在成年期Nestin-CreERt2转基因小鼠，可以标记到一类随后可分化为骨细胞、脂肪细胞以及骨髓基质细胞的骨骼干细胞；此外，还可以标记内皮细胞，这一特性不利于后期实验中对于特定表型的分析与解释。

LepR由动脉窦血管和小动脉周围的骨髓基质细胞表达。使用LepR-Cre转基因小鼠进行基因体内追踪实验，结果表明这些LepR阳性细胞可以分化为成年小鼠（尤其是年龄大于2个月的成年小鼠）骨骼中的大部分具有克隆形成能力的细胞，其中包括成骨细胞和骨髓脂肪细胞等[36]。与胚胎期相似，成年小鼠中的Gli1-CreERt2阳性细胞可以分化为成骨细胞、脂肪细胞以及LepR阳性的间充质细胞[30]。但是，成年期Osx阳性细胞的成骨向分化能力有限[32]。

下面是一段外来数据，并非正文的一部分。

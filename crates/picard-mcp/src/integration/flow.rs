//! Authorization code flow with PKCE, as driven by a consuming application.

use std::collections::HashMap;
use std::sync::Arc;

use chrono::Utc;
use serde::Deserialize;
use tokio::sync::Mutex;
use url::Url;

use super::storage::{StoredTokens, TokenStorage};
use super::{ErrorBody, IntegrationConfig, REQUEST_TIMEOUT};
use crate::crypto::{constant_time_eq, random_token};
use crate::error::IntegrationError;
use crate::server::oauth::pkce::{METHOD_S256, challenge_s256, generate_verifier};

/// State kept between redirecting the user and handling the callback.
/// Typically stored in the user's session.
#[derive(Clone, PartialEq, Eq)]
pub struct PendingAuthorization {
    pub state: String,
    pub code_verifier: String,
    /// Where to send the user's browser.
    pub authorize_url: String,
}

impl std::fmt::Debug for PendingAuthorization {
    fn fmt(&self, f: &mut std::fmt::Formatter<'_>) -> std::fmt::Result {
        f.debug_struct("PendingAuthorization")
            .field("authorize_url", &self.authorize_url)
            .finish_non_exhaustive()
    }
}

/// Query parameters of the redirect back to the application.
#[derive(Debug, Clone, Default, Deserialize)]
pub struct CallbackParams {
    #[serde(default)]
    pub code: Option<String>,
    #[serde(default)]
    pub state: Option<String>,
    #[serde(default)]
    pub error: Option<String>,
    #[serde(default)]
    pub error_description: Option<String>,
}

#[derive(Deserialize)]
struct TokenResponse {
    access_token: String,
    #[serde(default)]
    refresh_token: Option<String>,
    #[serde(default = "default_expires_in")]
    expires_in: i64,
    #[serde(default)]
    scope: Option<String>,
}

const fn default_expires_in() -> i64 {
    3600
}

/// OAuth 2.0 client side of the memory server's authorization server.
pub struct OAuthClientFlow {
    config: IntegrationConfig,
    http: reqwest::Client,
    storage: Arc<dyn TokenStorage>,
    /// One lock per account; a refresh token may only be presented once.
    refresh_locks: Mutex<HashMap<String, Arc<Mutex<()>>>>,
}

impl OAuthClientFlow {
    /// Create a flow over the given token storage.
    ///
    /// # Errors
    ///
    /// Returns error if the HTTP client cannot be built.
    pub fn new(
        config: IntegrationConfig,
        storage: Arc<dyn TokenStorage>,
    ) -> Result<Self, IntegrationError> {
        let http = reqwest::Client::builder()
            .timeout(REQUEST_TIMEOUT)
            .user_agent(concat!("picard-mcp-client/", env!("CARGO_PKG_VERSION")))
            .build()?;
        Ok(Self { config, http, storage, refresh_locks: Mutex::default() })
    }

    #[must_use]
    pub const fn config(&self) -> &IntegrationConfig {
        &self.config
    }

    pub(crate) const fn http(&self) -> &reqwest::Client {
        &self.http
    }

    /// Start an authorization: fresh `state`, fresh PKCE verifier, and the
    /// URL to redirect the user to.
    pub fn begin(&self) -> Result<PendingAuthorization, IntegrationError> {
        let state = random_token();
        let code_verifier = generate_verifier();

        let mut url = Url::parse(&self.config.endpoint("/authorize"))?;
        url.query_pairs_mut()
            .append_pair("response_type", "code")
            .append_pair("client_id", &self.config.client_id)
            .append_pair("redirect_uri", &self.config.redirect_uri)
            .append_pair("scope", &self.config.scopes)
            .append_pair("state", &state)
            .append_pair("code_challenge", &challenge_s256(&code_verifier))
            .append_pair("code_challenge_method", METHOD_S256);

        tracing::debug!(client_id = %self.config.client_id, "Starting authorization");
        Ok(PendingAuthorization { state, code_verifier, authorize_url: url.into() })
    }

    /// Finish an authorization from the redirect callback and store the
    /// resulting token pair under `account`.
    ///
    /// The `state` is checked before anything else, so a forged callback
    /// never reaches the token endpoint.
    pub async fn complete(
        &self,
        account: &str,
        pending: &PendingAuthorization,
        callback: CallbackParams,
    ) -> Result<StoredTokens, IntegrationError> {
        let state = callback.state.as_deref().unwrap_or_default();
        if !constant_time_eq(state.as_bytes(), pending.state.as_bytes()) {
            tracing::warn!(target: "security", account, "OAuth callback state mismatch");
            return Err(IntegrationError::StateMismatch);
        }
        if let Some(error) = callback.error {
            return Err(IntegrationError::AuthorizationDenied {
                error,
                description: callback.error_description,
            });
        }
        let code = callback.code.ok_or(IntegrationError::MissingCode)?;

        let mut form = vec![
            ("grant_type", "authorization_code"),
            ("code", code.as_str()),
            ("redirect_uri", self.config.redirect_uri.as_str()),
            ("code_verifier", pending.code_verifier.as_str()),
        ];
        self.push_credentials(&mut form);

        let tokens = self.request_tokens(&form, None).await?;
        self.storage.save(account, tokens.clone()).await?;
        tracing::info!(account, scope = %tokens.scope, "Stored new token pair");
        Ok(tokens)
    }

    /// Rotate the stored refresh token. A rejected grant clears the stored
    /// pair, since it can never be used again.
    pub async fn refresh(&self, account: &str) -> Result<StoredTokens, IntegrationError> {
        let lock = self.refresh_lock(account).await;
        let _guard = lock.lock().await;
        let current = self.storage.load(account).await?.ok_or(IntegrationError::NotAuthorized)?;
        self.rotate(account, &current).await
    }

    /// A usable access token, refreshing first when it is about to expire.
    pub async fn access_token(&self, account: &str) -> Result<String, IntegrationError> {
        let tokens = self.storage.load(account).await?.ok_or(IntegrationError::NotAuthorized)?;
        if !tokens.is_expiring(Utc::now()) {
            return Ok(tokens.access_token);
        }

        let lock = self.refresh_lock(account).await;
        let _guard = lock.lock().await;
        // Another caller may have rotated while we waited.
        let current = self.storage.load(account).await?.ok_or(IntegrationError::NotAuthorized)?;
        if !current.is_expiring(Utc::now()) {
            return Ok(current.access_token);
        }
        Ok(self.rotate(account, &current).await?.access_token)
    }

    /// Refresh after the server rejected `rejected_access_token`, unless the
    /// stored pair has already moved past it.
    pub async fn refresh_rejected(
        &self,
        account: &str,
        rejected_access_token: &str,
    ) -> Result<StoredTokens, IntegrationError> {
        let lock = self.refresh_lock(account).await;
        let _guard = lock.lock().await;
        let current = self.storage.load(account).await?.ok_or(IntegrationError::NotAuthorized)?;
        if current.access_token != rejected_access_token {
            return Ok(current);
        }
        self.rotate(account, &current).await
    }

    async fn refresh_lock(&self, account: &str) -> Arc<Mutex<()>> {
        let mut locks = self.refresh_locks.lock().await;
        Arc::clone(locks.entry(account.to_string()).or_default())
    }

    /// Present `current.refresh_token`. Callers hold the account's refresh lock.
    async fn rotate(
        &self,
        account: &str,
        current: &StoredTokens,
    ) -> Result<StoredTokens, IntegrationError> {
        let mut form = vec![
            ("grant_type", "refresh_token"),
            ("refresh_token", current.refresh_token.as_str()),
        ];
        self.push_credentials(&mut form);

        match self.request_tokens(&form, Some(current)).await {
            Ok(tokens) => {
                self.storage.save(account, tokens.clone()).await?;
                tracing::debug!(account, "Refreshed token pair");
                Ok(tokens)
            }
            Err(e) => {
                if e.requires_reauthorization() {
                    tracing::warn!(account, error = %e, "Refresh rejected; clearing stored tokens");
                    self.storage.clear(account).await?;
                }
                Err(e)
            }
        }
    }

    /// Revoke the stored grant at the server and forget it locally.
    pub async fn revoke(&self, account: &str) -> Result<(), IntegrationError> {
        let Some(tokens) = self.storage.load(account).await? else {
            return Ok(());
        };

        let mut form = vec![("token", tokens.refresh_token.as_str())];
        self.push_credentials(&mut form);

        let response = self.http.post(self.config.endpoint("/revoke")).form(&form).send().await?;
        if !response.status().is_success() {
            let status = response.status().as_u16();
            let body = ErrorBody::read(response).await;
            tracing::warn!(account, status, error = %body.error, "Revocation failed");
        }
        self.storage.clear(account).await
    }

    fn push_credentials<'a>(&'a self, form: &mut Vec<(&'static str, &'a str)>) {
        form.push(("client_id", self.config.client_id.as_str()));
        if let Some(secret) = self.config.client_secret.as_deref() {
            form.push(("client_secret", secret));
        }
    }

    async fn request_tokens(
        &self,
        form: &[(&str, &str)],
        previous: Option<&StoredTokens>,
    ) -> Result<StoredTokens, IntegrationError> {
        let response = self.http.post(self.config.endpoint("/token")).form(form).send().await?;

        if !response.status().is_success() {
            let status = response.status().as_u16();
            let body = ErrorBody::read(response).await;
            return Err(IntegrationError::TokenEndpoint {
                status,
                error: body.error,
                description: body.error_description,
            });
        }

        let body: TokenResponse = response.json().await?;
        let refresh_token = body
            .refresh_token
            .or_else(|| previous.map(|p| p.refresh_token.clone()))
            .unwrap_or_default();
        let scope = body
            .scope
            .or_else(|| previous.map(|p| p.scope.clone()))
            .unwrap_or_else(|| self.config.scopes.clone());

        Ok(StoredTokens {
            access_token: body.access_token,
            refresh_token,
            expires_at: Utc::now() + chrono::Duration::seconds(body.expires_in),
            scope,
        })
    }
}

impl std::fmt::Debug for OAuthClientFlow {
    fn fmt(&self, f: &mut std::fmt::Formatter<'_>) -> std::fmt::Result {
        f.debug_struct("OAuthClientFlow").field("config", &self.config).finish_non_exhaustive()
    }
}
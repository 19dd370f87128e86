//! PKCE (Proof Key for Code Exchange), RFC 7636.
//!
//! Server side: S256 verification and parameter syntax checks.
//! Client side: verifier generation and challenge derivation.

use std::sync::LazyLock;

use base64::Engine;
use base64::engine::general_purpose::URL_SAFE_NO_PAD;
use rand::RngCore;
use regex::Regex;
use sha2::{Digest, Sha256};

use crate::crypto::constant_time_eq;

/// The only challenge method accepted.
pub const METHOD_S256: &str = "S256";

/// 43-128 characters from the unreserved set (RFC 7636 §4.1).
static VERIFIER_SYNTAX: LazyLock<Option<Regex>> =
    LazyLock::new(|| Regex::new(r"^[A-Za-z0-9\-._~]{43,128}$").ok());

/// `BASE64URL(SHA256(code_verifier))`.
#[must_use]
pub fn challenge_s256(code_verifier: &str) -> String {
    URL_SAFE_NO_PAD.encode(Sha256::digest(code_verifier.as_bytes()))
}

/// Verify a PKCE S256 code challenge in constant time.
#[must_use]
pub fn verify_s256(code_verifier: &str, code_challenge: &str) -> bool {
    let computed = challenge_s256(code_verifier);
    constant_time_eq(computed.as_bytes(), code_challenge.as_bytes())
}

/// Verifiers and challenges share the same syntax.
#[must_use]
pub fn is_well_formed(value: &str) -> bool {
    VERIFIER_SYNTAX.as_ref().is_some_and(|re| re.is_match(value))
}

/// Generate a fresh code verifier (32 random bytes, 43 characters).
#[must_use]
pub fn generate_verifier() -> String {
    let mut bytes = [0u8; 32];
    rand::rngs::OsRng.fill_bytes(&mut bytes);
    URL_SAFE_NO_PAD.encode(bytes)
}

小鼠骨髓Mx-1阳性细胞具有体外多向分化能力，但是在体内的分化潜力有限，仅标记了不到5%的骨髓脂肪细胞。同样的，在骨折损伤修复过程中，新形成的软骨组织中并未检测到Mx-1阳性细胞。这些结果证明，Mx-1阳性细胞是具有有限分化能力的前体细胞，能够在体外持续分化为成骨细胞，但无法满足骨骼干细胞的全部特性[37]。

5.4 其他部位骨骼干细胞鉴定

除骨髓腔之外，外骨膜、软骨膜以及生长板处也存在骨骼干细胞。软骨膜处骨骼干细胞同样具备CFU-F特性，有克隆形成能力，同时具有高度的再生能力。体内谱系追踪实验[38-39]表明，以Prrx1-CreERt和αSMA-CreERt标记的软骨膜细胞可以参与骨折损伤后的修复，并快速生成软骨细胞和成骨细胞。颅面骨的骨缝与软骨膜有些相似，被认为是适合骨骼干细胞存在的微环境。谱系追踪实验[40-41]表明，以Gli1-CreERt2和Prrx1-CreERt标记的骨缝间充质细胞、切牙干细胞等可以促进硬组织的正常更新和再生。Greenblatt团队新近研究[42]证实，大量骨骼干细胞（Cathepsin K阳性细胞）存在于外骨膜处，不仅可形成成骨细胞，而且在骨折后对愈伤组织的形成起重要作用，但这群细胞并不支持造血功能。在生长板顶部存在着一群缓慢分裂的细胞，通常被称为静止区细胞，其高表达甲状旁腺激素相关蛋白（parathyroid hormone-related peptide，PTHrP）。有研究者[43]推测静息区存在干细胞，可以形成增殖的软骨细胞克隆，并平行于长骨形成方向分泌促分化的细胞因子，这部分假设由在兔体内进行的自体移植组织实验所证实。最近，研究者[44]使用PTHrP-CreERt2谱系追踪实验证实了这一发现，PTHrP阳性软骨细胞长期持续形成柱状软骨细胞，经历肥大过程并成为生长板下方的成骨细胞和骨髓基质细胞。

6 总结

骨骼干细胞成骨向分化是机体骨骼-牙齿等硬组织形成的关键步骤。在生命进程的早期，发育相对活跃；而在成年期，骨骼必须保持多种细胞结构以应对机体变化，从骨小梁的快速更迭到骨皮质的缓慢重建，并在出现裂缝或骨折时进行硬组织修复。因此，在胚胎期的骨髓和软骨膜、新生期的生长板静止区、成年期的骨髓腔和骨膜中都存在多种局部的骨骼干细胞，这些骨骼干细胞具有独特的生物学性质和功能，受局部因素和激素的调节。

本文浅谈了利用目前已知的干细胞表面标志分子和体内谱系追踪等方法来鉴定骨骼干细胞的科研进展。尽管越来越多的研究者关注这一领域，但对于不同骨骼干细胞之间的关系仍了解甚少。值得注意的是，目前了解的骨骼干细胞主要是通过表达一种特异基因的启动子的方式来鉴定的，在体内鉴定出的大多数干细胞群异质性非常大。 因此，今后需要寻找更为准确的在体内鉴定骨骼干细胞的实验方式，并有效地与已阐明的骨骼干细胞标志物相结合，可以为硬组织再生医学以及损伤修复的组织工程应用带来巨大的帮助。